A common goal threaded through many of these programs is to find ways to pay medical providers more for the value of the care they deliver rather than pay, as the current system does, for the volume of treatments. While the health care law is not the innovation-driven model that Obama envisioned when the debate started, it does push the health care establishment in that direction. For example, it creates a new nonprofit organization that will support assessments, often called comparative effectiveness research, to determine what types of medical treatments are most effective. The Patient-Centered Outcomes Research Institute will contract with academia and federal agencies such as the Agency for Healthcare Research and Quality (AHRQ) and the National Institutes of Health (NIH) to carry out research on topics such as what type of care might be most appropriate for patients with chronic conditions.

The Medicare innovation center is in keeping with that idea. The hope is that the center will find ways to save money through efficiencies while improving or maintaining the quality of the medical care patients currently receive. National health care spending has more than doubled as a share of the economy in the past 35 years.

"This is the area where we can have the most transformative change," said Neera Tanden, chief operating officer at the Center for American Progress and a former Obama administration official. "It is moving in the direction where we could really have significant savings over the long term."

Some health policy experts worry, though, that these projects may never grow beyond their initial design.
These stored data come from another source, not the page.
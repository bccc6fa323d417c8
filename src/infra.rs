// src/infra.rs

//! Provisioning of the resources declared in the config: secrets, topics,
//! queues and topic subscriptions.
//!
//! Every step is an upsert, so running it twice leaves the same state.

use serde_json::json;
use std::collections::{BTreeMap, BTreeSet};

use crate::aws::{resource_arn, Cloud, IdentityApi, QueueApi, SecretApi, ServiceName, TopicApi};
use crate::config::{Config, QueueDefinition};
use crate::error::ProvisionError;

pub async fn create_secrets<C>(cloud: &C, config: &Config) -> Result<(), ProvisionError>
where
    C: SecretApi + ?Sized,
{
    for (name, secret) in &config.secrets {
        let payload = secret.payload();

        match cloud.describe_secret(name).await {
            Ok(()) => {
                tracing::info!("Updating {:?} secret...", name);
                cloud.put_secret_value(name, &payload).await?;
            }
            Err(err) if err.is_not_found() => {
                tracing::info!("Creating {:?} secret...", name);
                cloud.create_secret(name, &payload).await?;
            }
            Err(err) => return Err(err.into()),
        }
    }

    Ok(())
}

pub async fn create_topics<C>(cloud: &C, config: &Config) -> Result<(), ProvisionError>
where
    C: TopicApi + ?Sized,
{
    for name in config.topics.keys() {
        tracing::info!("Creating {:?} topic...", name);
        cloud.create_topic(name).await?;
    }

    Ok(())
}

/// Order queues so every dead letter queue comes before the queues that
/// redrive into it.
///
/// Dead letter queues referenced but not defined are included. Ties are
/// broken by name.
pub fn queue_creation_order(
    queues: &BTreeMap<String, QueueDefinition>,
) -> Result<Vec<String>, ProvisionError> {
    // queue -> its dead letter queue
    let mut depends_on: BTreeMap<&str, Option<&str>> = BTreeMap::new();
    for (name, queue) in queues {
        let dlq = queue
            .redrive_policy
            .as_ref()
            .map(|p| p.dead_letter_queue.as_str());
        depends_on.insert(name.as_str(), dlq);
        if let Some(dlq) = dlq {
            depends_on.entry(dlq).or_insert(None);
        }
    }

    let mut ready: BTreeSet<&str> = depends_on
        .iter()
        .filter(|(_, dlq)| dlq.is_none())
        .map(|(name, _)| *name)
        .collect();
    let mut order = Vec::with_capacity(depends_on.len());

    while let Some(name) = ready.pop_first() {
        depends_on.remove(name);
        order.push(name.to_string());

        for (queue, dlq) in depends_on.iter_mut() {
            if *dlq == Some(name) {
                *dlq = None;
                ready.insert(*queue);
            }
        }
    }

    if !depends_on.is_empty() {
        return Err(ProvisionError::RedriveCycle {
            queues: depends_on.keys().map(|q| q.to_string()).collect(),
        });
    }

    Ok(order)
}

pub async fn create_queues<C>(cloud: &C, config: &Config) -> Result<(), ProvisionError>
where
    C: QueueApi + ?Sized,
{
    let order = queue_creation_order(&config.queues)?;

    for name in &order {
        let mut attributes = BTreeMap::new();

        if let Some(policy) = config
            .queues
            .get(name)
            .and_then(|q| q.redrive_policy.as_ref())
        {
            let dlq_url = cloud.queue_url(&policy.dead_letter_queue).await?;
            let dlq_arn = cloud.queue_arn(&dlq_url).await?;
            attributes.insert(
                "RedrivePolicy".to_string(),
                json!({
                    "deadLetterTargetArn": dlq_arn,
                    "maxReceiveCount": policy.max_receive_count,
                })
                .to_string(),
            );
        }

        match cloud.queue_url(name).await {
            Ok(url) => {
                tracing::info!("Updating {:?} queue...", name);
                cloud.set_queue_attributes(&url, &attributes).await?;
            }
            Err(err) if err.is_not_found() => {
                tracing::info!("Creating {:?} queue...", name);
                cloud.create_queue(name, &attributes).await?;
            }
            Err(err) => return Err(err.into()),
        }
    }

    Ok(())
}

/// Replace every subscription on the account with the configured ones.
pub async fn subscribe_topics<C>(cloud: &C, config: &Config) -> Result<(), ProvisionError>
where
    C: TopicApi + IdentityApi + ?Sized,
{
    let region = cloud.region().await?;
    let account_id = cloud.account_id().await?;

    for subscription in cloud.list_subscriptions().await? {
        tracing::info!("Unsubscribing {:?}...", subscription.subscription_arn);
        cloud.unsubscribe(&subscription.subscription_arn).await?;
    }

    for (topic_name, topic) in &config.topics {
        let topic_arn = resource_arn(ServiceName::Sns, &region, &account_id, topic_name);

        for subscriber in &topic.subscribers {
            tracing::info!(
                "Subscribing {:?} topic to {:?} queue...",
                topic_name,
                subscriber.queue
            );

            let mut attributes = BTreeMap::new();
            attributes.insert(
                "RawMessageDelivery".to_string(),
                subscriber.raw_message_delivery.to_string(),
            );
            if let Some(policy) = &subscriber.filter_policy {
                attributes.insert("FilterPolicy".to_string(), policy.clone());
            }

            let endpoint = resource_arn(ServiceName::Sqs, &region, &account_id, &subscriber.queue);
            cloud
                .subscribe(&topic_arn, "sqs", &endpoint, &attributes)
                .await?;
        }
    }

    Ok(())
}

/// Secrets, topics, queues, then subscriptions.
pub async fn create_all<C>(cloud: &C, config: &Config) -> Result<(), ProvisionError>
where
    C: Cloud + ?Sized,
{
    create_secrets(cloud, config).await?;
    create_topics(cloud, config).await?;
    create_queues(cloud, config).await?;
    subscribe_topics(cloud, config).await
}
Gail Wilensky, a CMS administrator from 1990 to 1992, recalls projects that proved to be successful in delivering more efficient care but were never expanded to the entire Medicare system. Among the barriers to moving a good idea from a pilot project to a full-blown policy are a change in priorities when a new president takes over, congressional opposition, lack of funding and the departure of champions of the policy.

"If a pilot lowers costs without decreasing quality, or, better yet, does both, it should be automatically part of Medicare," said Wilensky. "The problem is that these take a long time and don't on their own go anywhere. Don't fool yourself that anything will ever actually happen without a triggering mechanism."

Supporters of such innovations are hoping the center will have a more lasting impact than previous efforts. They note that the pilot projects will be different from past projects in several ways. First, the law provides a significant amount of dedicated funding to the programs — $10 billion through fiscal year 2019. Many pilot or demonstration projects in the past have been required to be budget neutral, but the law specifically allows the department of Health and Human Services to invest in the projects even if they cost money in the short term.

Another tool for expanding the programs could come from recommendations of a new commission created in the law. The commission, known as the Independent Payment Advisory Board, would recommend changes that Congress would have to consider under expedited procedures.

The proposals could still face political opposition in Congress, or Congress could reject the board's recommendations. But supporters hope that the projects will be more isolated from opposition than previous efforts.

Robert Mechanic, senior fellow at the Heller School of Social Policy and Management at Brandeis University, is optimistic about the outcome.

Mechanic, who is also director of the Health Industry Forum, a national program that develops strategies for improving health care, said the center would inspire a cultural shift and give medical providers a financial incentive to change the way they deliver care. For example, he said, doctors and hospitals may feel less compelled to run tests that may not be necessary if providers are paid one set price for a patients' total treatment rather than for each individual service.

"It's going to create a lot of energy for delivery systems that have been interested in doing this but haven't had the funding," said Mechanic. "The innovation center gives an opportunity for people to say, 'We can do care more effectively if we had a different payment model.'"

First posted April 3, 2010 6:53 p.m.